La pratique qui consiste à donner trois (03) mois de loyer au locataire d'un bail d'habitation qui ne s'acquitte pas de ses loyers se justifie t-elle en droit?
La reponse à cette question est partagée tant cette pratique est à priori et principalement contraire à la loi (I). Toutefois, rapprochée de certains textes de lois comme ceux relatifs à la transaction, elle pourrait trouver compréhension (II).
I- TROIS (03) MOIS DE CONGES POUR LIBERER UN LOCAL D'HABITATION EN CAS DE LOYER IMPAYES: UNE PRATIQUE CONTRAIRE AUX REGLES SPECIALES TIREES DU DROIT IMMOBILIER
A- Une pratique contraire à l'esprit du congé.
La pratique qui consiste à donner trois (03) mois au locataire ne justifie pas au regard des règles de droit applicables à l'immobilier. En clair, le propriétaire de la maison ne doit pas donner trois (03) mois de congés à un locataire qui ne paye pas son loyer pour que celui-ci puisse libérer les locaux qu'il occupe.

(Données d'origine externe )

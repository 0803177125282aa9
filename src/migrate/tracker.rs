//! Per-asset completion bookkeeping.
//!
//! Every selected rendition of an asset is a pending member; the manifest is
//! the asset's last member and is released only when every rendition has
//! been reported. `complete` is the single place a manifest can be produced,
//! so each asset emits at most one.

use std::collections::{HashMap, HashSet};
use std::sync::{Mutex, MutexGuard, PoisonError};

use super::paths::AssetId;

/// One unit of transfer work. Re-created (never mutated) on retry.
#[derive(Debug, Clone, PartialEq, Eq)]
pub struct TransferTask {
    pub source: String,
    pub asset: AssetId,
    /// 1-based attempt number.
    pub attempt: u32,
    pub attempts_remaining: u32,
}

impl TransferTask {
    pub fn new(source: impl Into<String>, asset: AssetId, max_retries: u32) -> Self {
        Self {
            source: source.into(),
            asset,
            attempt: 1,
            attempts_remaining: max_retries,
        }
    }

    /// The next attempt of this task, or `None` once the budget is spent.
    pub fn retry(&self) -> Option<Self> {
        if self.attempts_remaining == 0 {
            return None;
        }
        Some(Self {
            source: self.source.clone(),
            asset: self.asset.clone(),
            attempt: self.attempt + 1,
            attempts_remaining: self.attempts_remaining - 1,
        })
    }
}

/// Final outcome of an asset once its last member is resolved.
#[derive(Debug, Clone, PartialEq, Eq)]
pub enum AssetResolution {
    Completed {
        asset_id: AssetId,
        manifest_url: String,
        renditions: Vec<String>,
    },
    Failed {
        asset_id: AssetId,
        manifest_url: String,
        dead_lettered: Vec<String>,
    },
}

#[derive(Debug, Clone, PartialEq, Eq)]
pub enum FailureDisposition {
    /// Resubmit after backoff.
    Retry(TransferTask),
    /// Budget spent or permanent error.
    DeadLetter {
        task: TransferTask,
        reason: String,
        resolution: Option<AssetResolution>,
    },
}

#[derive(Debug, Clone, Copy, Default, PartialEq, Eq)]
pub struct Counters {
    pub pending: usize,
    pub transferred: u64,
    pub dead_lettered: u64,
    pub manifests: u64,
    pub failed_assets: u64,
}

#[derive(Debug)]
struct PendingAsset {
    remaining: HashSet<String>,
    renditions: Vec<String>,
    manifest_url: String,
    dead_lettered: Vec<String>,
}

#[derive(Debug, Default)]
struct TrackerState {
    assets: HashMap<AssetId, PendingAsset>,
    counters: Counters,
}

#[derive(Debug, Default)]
pub struct CompletionTracker {
    inner: Mutex<TrackerState>,
}

impl CompletionTracker {
    pub fn new() -> Self {
        Self::default()
    }

    fn state(&self) -> MutexGuard<'_, TrackerState> {
        self.inner.lock().unwrap_or_else(PoisonError::into_inner)
    }

    /// Adds `paths` as pending members of `asset`. Only paths not already
    /// pending count toward the pending total; returns how many were added.
    pub fn register(&self, asset: &AssetId, paths: &[String], manifest_url: &str) -> usize {
        let mut state = self.state();
        let entry = state
            .assets
            .entry(asset.clone())
            .or_insert_with(|| PendingAsset {
                remaining: HashSet::new(),
                renditions: Vec::new(),
                manifest_url: manifest_url.to_string(),
                dead_lettered: Vec::new(),
            });

        let mut added = 0;
        for path in paths {
            if entry.remaining.insert(path.clone()) {
                entry.renditions.push(path.clone());
                added += 1;
            }
        }
        state.counters.pending += added;
        added
    }

    /// Marks one member transferred. Returns the asset's resolution when this
    /// was its last pending member.
    pub fn complete(&self, asset: &AssetId, path: &str) -> Option<AssetResolution> {
        let mut state = self.state();
        let Some(entry) = state.assets.get_mut(asset) else {
            tracing::warn!("Completion for unknown asset {} ({})", asset, path);
            return None;
        };
        if !entry.remaining.remove(path) {
            tracing::warn!("Completion for {} which is not pending under {}", path, asset);
            return None;
        }
        let drained = entry.remaining.is_empty();
        state.counters.pending -= 1;
        state.counters.transferred += 1;

        if drained {
            Self::resolve(&mut state, asset)
        } else {
            None
        }
    }

    /// Decides what happens to a failed attempt. A retry keeps the member
    /// pending; a dead letter removes it and marks the asset failed.
    pub fn fail(&self, task: &TransferTask, reason: &str, retryable: bool) -> FailureDisposition {
        if retryable {
            if let Some(next) = task.retry() {
                return FailureDisposition::Retry(next);
            }
        }

        let mut state = self.state();
        state.counters.dead_lettered += 1;

        let drained = match state.assets.get_mut(&task.asset) {
            Some(entry) => {
                if entry.remaining.remove(&task.source) {
                    entry.dead_lettered.push(task.source.clone());
                    Some(entry.remaining.is_empty())
                } else {
                    None
                }
            }
            None => None,
        };

        let resolution = match drained {
            Some(drained) => {
                state.counters.pending -= 1;
                if drained {
                    Self::resolve(&mut state, &task.asset)
                } else {
                    None
                }
            }
            None => {
                tracing::warn!(
                    "Dead letter for {} which is not pending under {}",
                    task.source,
                    task.asset
                );
                None
            }
        };

        FailureDisposition::DeadLetter {
            task: task.clone(),
            reason: reason.to_string(),
            resolution,
        }
    }

    fn resolve(state: &mut TrackerState, asset: &AssetId) -> Option<AssetResolution> {
        let entry = state.assets.remove(asset)?;
        if entry.dead_lettered.is_empty() {
            state.counters.manifests += 1;
            Some(AssetResolution::Completed {
                asset_id: asset.clone(),
                manifest_url: entry.manifest_url,
                renditions: entry.renditions,
            })
        } else {
            state.counters.failed_assets += 1;
            Some(AssetResolution::Failed {
                asset_id: asset.clone(),
                manifest_url: entry.manifest_url,
                dead_lettered: entry.dead_lettered,
            })
        }
    }

    /// Counts an asset that failed before any task was created.
    pub fn record_failed_asset(&self) {
        self.state().counters.failed_assets += 1;
    }

    pub fn pending_count(&self) -> usize {
        self.state().counters.pending
    }

    pub fn counters(&self) -> Counters {
        self.state().counters
    }

    /// Assets with members still pending.
    pub fn live_assets(&self) -> usize {
        self.state().assets.len()
    }
}

#[cfg(test)]
mod tests {
    use super::*;

    fn id(s: &str) -> AssetId {
        AssetId::new(s)
    }

    fn paths(names: &[&str]) -> Vec<String> {
        names.iter().map(|s| s.to_string()).collect()
    }

    #[test]
    fn test_task_retry_budget() {
        let task = TransferTask::new("/r/v1/a_1.mp4", id("v1"), 2);
        let second = task.retry().unwrap();
        assert_eq!((second.attempt, second.attempts_remaining), (2, 1));
        let third = second.retry().unwrap();
        assert_eq!((third.attempt, third.attempts_remaining), (3, 0));
        assert_eq!(third.retry(), None);
    }

    #[test]
    fn test_manifest_only_after_last_member() {
        let tracker = CompletionTracker::new();
        tracker.register(&id("v1"), &paths(&["/v1/a_9", "/v1/a_5", "/v1/a_3"]), "m1");
        assert_eq!(tracker.pending_count(), 3);

        assert_eq!(tracker.complete(&id("v1"), "/v1/a_5"), None);
        assert_eq!(tracker.complete(&id("v1"), "/v1/a_9"), None);
        assert_eq!(tracker.pending_count(), 1);

        let resolution = tracker.complete(&id("v1"), "/v1/a_3").unwrap();
        assert_eq!(
            resolution,
            AssetResolution::Completed {
                asset_id: id("v1"),
                manifest_url: "m1".into(),
                renditions: paths(&["/v1/a_9", "/v1/a_5", "/v1/a_3"]),
            }
        );
        let c = tracker.counters();
        assert_eq!((c.pending, c.transferred, c.manifests), (0, 3, 1));
        assert_eq!(tracker.live_assets(), 0);
    }

    #[test]
    fn test_duplicate_completion_does_not_emit_twice() {
        let tracker = CompletionTracker::new();
        tracker.register(&id("v1"), &paths(&["/v1/a_1"]), "m1");
        assert!(tracker.complete(&id("v1"), "/v1/a_1").is_some());
        assert!(tracker.complete(&id("v1"), "/v1/a_1").is_none());
        let c = tracker.counters();
        assert_eq!((c.pending, c.transferred, c.manifests), (0, 1, 1));
    }

    #[test]
    fn test_register_counts_only_new_paths() {
        let tracker = CompletionTracker::new();
        assert_eq!(tracker.register(&id("v1"), &paths(&["/a", "/b"]), "m"), 2);
        assert_eq!(tracker.register(&id("v1"), &paths(&["/b", "/c"]), "m"), 1);
        assert_eq!(tracker.pending_count(), 3);
    }

    #[test]
    fn test_retryable_failure_keeps_member_pending() {
        let tracker = CompletionTracker::new();
        tracker.register(&id("v1"), &paths(&["/v1/a_1"]), "m1");
        let task = TransferTask::new("/v1/a_1", id("v1"), 1);

        match tracker.fail(&task, "503", true) {
            FailureDisposition::Retry(next) => assert_eq!(next.attempt, 2),
            other => panic!("expected retry, got {:?}", other),
        }
        assert_eq!(tracker.pending_count(), 1);
    }

    #[test]
    fn test_exhausted_failure_dead_letters_and_fails_asset() {
        let tracker = CompletionTracker::new();
        tracker.register(&id("v1"), &paths(&["/v1/a_9", "/v1/a_5"]), "m1");
        let exhausted = TransferTask {
            source: "/v1/a_9".into(),
            asset: id("v1"),
            attempt: 3,
            attempts_remaining: 0,
        };

        match tracker.fail(&exhausted, "503", true) {
            FailureDisposition::DeadLetter { resolution, .. } => assert_eq!(resolution, None),
            other => panic!("expected dead letter, got {:?}", other),
        }
        assert_eq!(tracker.pending_count(), 1);

        let resolution = tracker.complete(&id("v1"), "/v1/a_5").unwrap();
        assert_eq!(
            resolution,
            AssetResolution::Failed {
                asset_id: id("v1"),
                manifest_url: "m1".into(),
                dead_lettered: paths(&["/v1/a_9"]),
            }
        );
        let c = tracker.counters();
        assert_eq!(
            (c.pending, c.transferred, c.dead_lettered, c.manifests, c.failed_assets),
            (0, 1, 1, 0, 1)
        );
    }

    #[test]
    fn test_permanent_failure_skips_retry_budget() {
        let tracker = CompletionTracker::new();
        tracker.register(&id("v1"), &paths(&["/v1/a_1"]), "m1");
        let task = TransferTask::new("/v1/a_1", id("v1"), 5);

        match tracker.fail(&task, "404", false) {
            FailureDisposition::DeadLetter { resolution, reason, .. } => {
                assert_eq!(reason, "404");
                assert!(matches!(resolution, Some(AssetResolution::Failed { .. })));
            }
            other => panic!("expected dead letter, got {:?}", other),
        }
        assert_eq!(tracker.pending_count(), 0);
    }

    #[test]
    fn test_dead_letter_for_unknown_member_leaves_pending() {
        let tracker = CompletionTracker::new();
        tracker.register(&id("v1"), &paths(&["/v1/a_1"]), "m1");
        let stray = TransferTask::new("/v1/a_7", id("v1"), 0);

        match tracker.fail(&stray, "404", false) {
            FailureDisposition::DeadLetter { resolution, .. } => assert_eq!(resolution, None),
            other => panic!("expected dead letter, got {:?}", other),
        }
        assert_eq!(tracker.pending_count(), 1);
        assert_eq!(tracker.live_assets(), 1);
        assert!(tracker.complete(&id("v1"), "/v1/a_1").is_some());
    }

    #[test]
    fn test_concurrent_completions_emit_once() {
        let tracker = std::sync::Arc::new(CompletionTracker::new());
        let members: Vec<String> = (0..64).map(|i| format!("/v1/a_{}", i)).collect();
        tracker.register(&id("v1"), &members, "m1");

        let handles: Vec<_> = members
            .into_iter()
            .map(|path| {
                let tracker = tracker.clone();
                std::thread::spawn(move || tracker.complete(&AssetId::new("v1"), &path))
            })
            .collect();
        let emitted = handles
            .into_iter()
            .filter_map(|h| h.join().unwrap())
            .count();
        assert_eq!(emitted, 1);
        assert_eq!(tracker.pending_count(), 0);
    }
}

De même, un locataire ne peut solliciter valablement du bailleur trois (03) mois de congés pour pouvoir liberer le local.
Cette position s'explique par le fait que cette pratique est contraire à l'esprit de la loi relatives aux trois (03) mois de congés.
En effet, les trois (03) mois de congés sont prévues par l'article 3 de la loi 77-995 du 18 Décembre 1977, reglementant les rapports des bailleurs et des locataires de baux d'habitation.
Cet article est ainsi libellé:
"
Le droit au maintien dans les lieux n'est pas opposable au propriétaire qui désire reprendre son local pour des motifs légitimes notamment pour l'occuper lui-même ou le faire occuper par son conjoint, par ses ascendants ou descendants directs ou ceux de son conjoint. En ce cas le propriétaire devra donner à l'occupant un préavis de trois mois par acte extra judiciaire ou par lettre recommandée avec demande d'avis de réception qui indiquera avec précision les motifs qui justifient l'exercice du droit de reprise.
N'est pas un motif légitime le congé donné en vue d'une relocation sauf en cas de démolition pour reconstruire ou de transformation nécessitant l'évacuation des lieux,
Lorsque la réalité des motifs légitimes n'est pas sérieusement contestée le Juge des référés peut ordonner l'expulsion de l'occupant. L'appel de cette ordonnance est suspensif.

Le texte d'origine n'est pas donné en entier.